The Yale Law Journal

Third Circuit Dissent Cites Vol. 128 Feature

Isabelle Hanna
15 Mar 2019

The Third Circuit in Scherer Design Group, LLC v. Ahead Engineering, LLC, No. 18-2835, 2019 WL 937176 (3d Cir. Feb. 25, 2019), considered whether the plaintiff employer’s access to a defendant employee’s Facebook account should have led the district court to refuse to grant a preliminary injunction under the unclean hands doctrine. The Third Circuit upheld the district court’s grant of the preliminary injunction because the alleged violation of the defendant’s privacy was not “directly related” to the plaintiff’s claim. Id. at *4. Judge Ambro, in his dissent, highlighted the highly intrusive nature of the employer’s alleged behavior. Id. at *9 (Ambro, J., dissenting).
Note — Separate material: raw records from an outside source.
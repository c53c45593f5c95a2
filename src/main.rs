use actix_files::Files;
use actix_web::{web, App, HttpServer};
use anyhow::Context;
use dotenv::dotenv;
use std::sync::Arc;

mod api;
mod config;
mod db;
mod error;
mod services;
mod store;

use crate::config::StoreBackend;
use crate::services::feed::FeedRegistry;
use crate::services::parent_gate::ParentGate;
use crate::store::{MemoryStore, PgStore, Store};

#[actix_web::main]
async fn main() -> anyhow::Result<()> {
    dotenv().ok();

    env_logger::init();

    let config = config::AppConfig::new().context("Failed to load configuration")?;

    let store: Arc<dyn Store> = match config.database.backend {
        StoreBackend::Postgres => {
            let pool = db::create_pool(&config.database.url, config.database.max_connections)
                .context("Failed to create database pool")?;
            Arc::new(PgStore::new(pool))
        }
        StoreBackend::Memory => {
            log::warn!("Using the in-memory store; data is lost on shutdown");
            Arc::new(MemoryStore::new())
        }
    };
    let store = web::Data::from(store);
    let feeds = web::Data::new(FeedRegistry::new(config.feed));
    let gate = web::Data::new(ParentGate::new(config.parent.pin.clone()));

    log::info!(
        "Starting server on {}:{}",
        config.server.host,
        config.server.port
    );

    let static_path = config.site.static_path.clone();
    HttpServer::new(move || {
        App::new()
            .app_data(store.clone())
            .app_data(feeds.clone())
            .app_data(gate.clone())
            .wrap(actix_cors::Cors::permissive()) // Configure properly in production
            .configure(api::configure)
            // Landing page; registered last so it never shadows the API.
            .service(Files::new("/", &static_path).index_file("index.html"))
    })
    .bind((config.server.host.clone(), config.server.port))?
    .run()
    .await?;

    Ok(())
}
He cited a recent Yale Law Journal Feature to remark that accessing private communications is intrinsically harmful, regardless of whether the employer used the information obtained. Id. at *9 n.6. That Feature, GINA, Big Data, and the Future of Employee Privacy by Professors Bradley A. Areheart and Jessica L. Roberts, argues that GINA—a law initially designed to prevent genetic discrimination—provides a framework for future statutes protecting employees’ privacy in the era of big data.